Each mind is a mythology of Self and Non-Self, woven out of facts and fictions. "Bottom Feeder" is a collection of stories by Pavel Somov, a Russian-American psychologist-author, who grew up in the Soviet Union.
Psychologist, author (Lotus Effect, Present Perfect, Eating the Moment), international speaker, CrossFit enthusiast, on Advisory Board of Mindfulness Project (London, UK).
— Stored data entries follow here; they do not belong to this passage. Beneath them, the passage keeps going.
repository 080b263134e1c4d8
//! Wire protocol for the chat backend stream.
//!
//! One envelope shape travels in both directions:
//! `{"type": "message", "data": {...}}`. Inbound data is validated into an
//! [`InboundMessage`]; outbound data is built as [`OutboundData`] and encoded
//! with [`codec::encode`].

pub mod codec;
pub mod constants;
pub mod envelope;
pub mod messages;
pub mod url;

// Re-export primary types for convenience.
pub use codec::{Frame, ProtocolError, Rejection, decode, encode};
pub use constants::MessageType;
pub use envelope::{Envelope, OutboundEnvelope};
pub use messages::{InboundData, InboundMessage, OutboundData};
pub use url::{redact_api_key, stream_url};
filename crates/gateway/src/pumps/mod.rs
pub(crate) mod ping;
pub(crate) mod read;
pub(crate) mod write;
//! Keepalive pings.

use std::time::Duration;

use tokio::sync::mpsc;
use tokio::time::{Instant, MissedTickBehavior};
use tokio_tungstenite::tungstenite;
use tokio_util::sync::CancellationToken;
use tracing::{debug, trace};

/// Queues a Ping every `period`, the first one a full period after start.
///
/// Stops on `stop` or once the writer is gone. Late ticks are not bunched
/// up; the read pump owns the dead-socket deadline.
pub(crate) async fn ping_pump(
    write_tx: mpsc::Sender<tungstenite::Message>,
    period: Duration,
    stop: CancellationToken,
) {
    let mut ticks = tokio::time::interval_at(Instant::now() + period, period);
    ticks.set_missed_tick_behavior(MissedTickBehavior::Delay);

    let mut sent: u64 = 0;
    loop {
        tokio::select! {
            _ = stop.cancelled() => break,
            _ = ticks.tick() => {
                if write_tx.send(tungstenite::Message::Ping(Default::default())).await.is_err() {
                    debug!(sent, "writer gone, keepalive stopped");
                    break;
                }
                sent += 1;
                trace!(sent, "ping queued");
            }
        }
    }
}
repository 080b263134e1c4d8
//! WebSocket write pump: the only task that touches the socket's sink.

use futures_util::SinkExt;
use tokio::sync::mpsc;
use tokio_tungstenite::tungstenite;
use tokio_tungstenite::tungstenite::protocol::CloseFrame;
use tokio_tungstenite::tungstenite::protocol::frame::coding::CloseCode;
use tokio_util::sync::CancellationToken;
use tracing::{debug, error, trace};

/// Writes frames from `frames` until `cancel` fires or every sender is gone,
/// then sends a normal Close frame.
///
/// A failed write cancels `broken` instead, so the read pump tears the
/// socket down without waiting for its read deadline. No Close frame is
/// attempted on a sink that already failed.
pub(crate) async fn write_pump<S>(
    mut sink: S,
    mut frames: mpsc::Receiver<tungstenite::Message>,
    cancel: CancellationToken,
    broken: CancellationToken,
) where
    S: SinkExt<tungstenite::Message, Error = tungstenite::Error> + Unpin,
{
    let mut written: u64 = 0;
    let failed = loop {
        let frame = tokio::select! {
            biased;

            _ = cancel.cancelled() => break false,
            frame = frames.recv() => frame,
        };
        let Some(frame) = frame else {
            break false;
        };

        trace!(len = frame.len(), "writing frame");
        if let Err(e) = sink.send(frame).await {
            error!(error = %e, written, "WebSocket write failed");
            break true;
        }
        written += 1;
    };

    if failed {
        broken.cancel();
        return;
    }

    let close = tungstenite::Message::Close(Some(CloseFrame {
        code: CloseCode::Normal,
        reason: "bridge closing".into(),
    }));
    if let Err(e) = sink.send(close).await {
        debug!(error = %e, "close frame not sent");
    }
    debug!(written, "writer stopped");
}

#[cfg(test)]
mod tests {
    use std::time::Duration;

    use super::*;
    use futures_util::sink;

    fn recording_sink(
        tx: mpsc::UnboundedSender<tungstenite::Message>,
    ) -> impl SinkExt<tungstenite::Message, Error = tungstenite::Error> + Unpin {
        Box::pin(sink::unfold(tx, |tx, msg: tungstenite::Message| async move {
            let _ = tx.send(msg);
            Ok::<_, tungstenite::Error>(tx)
        }))
    }

    fn collect(rx: &mut mpsc::UnboundedReceiver<tungstenite::Message>) -> Vec<tungstenite::Message> {
        let mut frames = Vec::new();
        while let Ok(msg) = rx.try_recv() {
            frames.push(msg);
        }
        frames
    }

    #[tokio::test]
    async fn drains_in_order_then_closes_normally() {
        let (sink_tx, mut sink_rx) = mpsc::unbounded_channel();
        let (frames_tx, frames_rx) = mpsc::channel(16);
        for text in ["a", "b"] {
            frames_tx
                .send(tungstenite::Message::Text(text.into()))
                .await
                .unwrap();
        }
        drop(frames_tx);

        let broken = CancellationToken::new();
        write_pump(
            recording_sink(sink_tx),
            frames_rx,
            CancellationToken::new(),
            broken.clone(),
        )
        .await;

        let frames = collect(&mut sink_rx);
        assert_eq!(frames.len(), 3);
        assert_eq!(frames[0], tungstenite::Message::Text("a".into()));
        assert_eq!(frames[1], tungstenite::Message::Text("b".into()));
        match &frames[2] {
            tungstenite::Message::Close(Some(frame)) => assert_eq!(frame.code, CloseCode::Normal),
            other => panic!("expected close frame, got {other:?}"),
        }
        assert!(!broken.is_cancelled());
    }

    #[tokio::test]
    async fn cancel_still_sends_close() {
        let (sink_tx, mut sink_rx) = mpsc::unbounded_channel();
        let cancel = CancellationToken::new();
        let (_frames_tx, frames_rx) = mpsc::channel(16);

        let handle = tokio::spawn(write_pump(
            recording_sink(sink_tx),
            frames_rx,
            cancel.clone(),
            CancellationToken::new(),
        ));
        cancel.cancel();
        tokio::time::timeout(Duration::from_secs(2), handle)
            .await
            .expect("writer should stop")
            .unwrap();

        let frames = collect(&mut sink_rx);
        assert!(matches!(frames.as_slice(), [tungstenite::Message::Close(_)]));
    }

    #[tokio::test]
    async fn failed_write_marks_socket_broken() {
        let attempts = std::sync::Arc::new(std::sync::atomic::AtomicUsize::new(0));
        let counter = attempts.clone();
        let failing = Box::pin(sink::unfold((), move |(), _msg: tungstenite::Message| {
            counter.fetch_add(1, std::sync::atomic::Ordering::SeqCst);
            async { Err::<(), _>(tungstenite::Error::ConnectionClosed) }
        }));
        let (frames_tx, frames_rx) = mpsc::channel(16);
        frames_tx
            .send(tungstenite::Message::Text("lost".into()))
            .await
            .unwrap();

        let broken = CancellationToken::new();
        write_pump(failing, frames_rx, CancellationToken::new(), broken.clone()).await;

        assert!(broken.is_cancelled());
        // Only the failed frame; no close attempt afterwards.
        assert_eq!(attempts.load(std::sync::atomic::Ordering::SeqCst), 1);
    }
}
A modern-day ape continuously lost and found in the jungle of Real and Abstract, ever interested in the monkey business of being human. I grew up in Russia, served in the Soviet military, and immigrated to US in my early twenties. You can find me online at drsomov.com or pavelsomov.com. I am also on Twitter @pavelgsomov and on Instagram #unprincipledknowledge
There are lessons in drowning. I learned one such lesson - vicariously - from a childhood friend of mine, Dimka Tokarev. He drowned in 1976 in Moscow.
Book Excerpt
BOTTOM FEEDER
When you drown, your mind becomes a bubble of air that rushes to the surface, while defragmenting into ever smaller bubbles as your body keeps moving down, like the dead weight that it has always been, in the opposite direction. The marriage of matter and consciousness, as indivisible as it seems, is the flimsiest of all. Consciousness is in a constant state of infidelity: eyes see, ears hear, and skin touches the things out there, while the matter that makes these eyes, these ears, and this skin remains mostly unattended to, taken for granted, and ignored.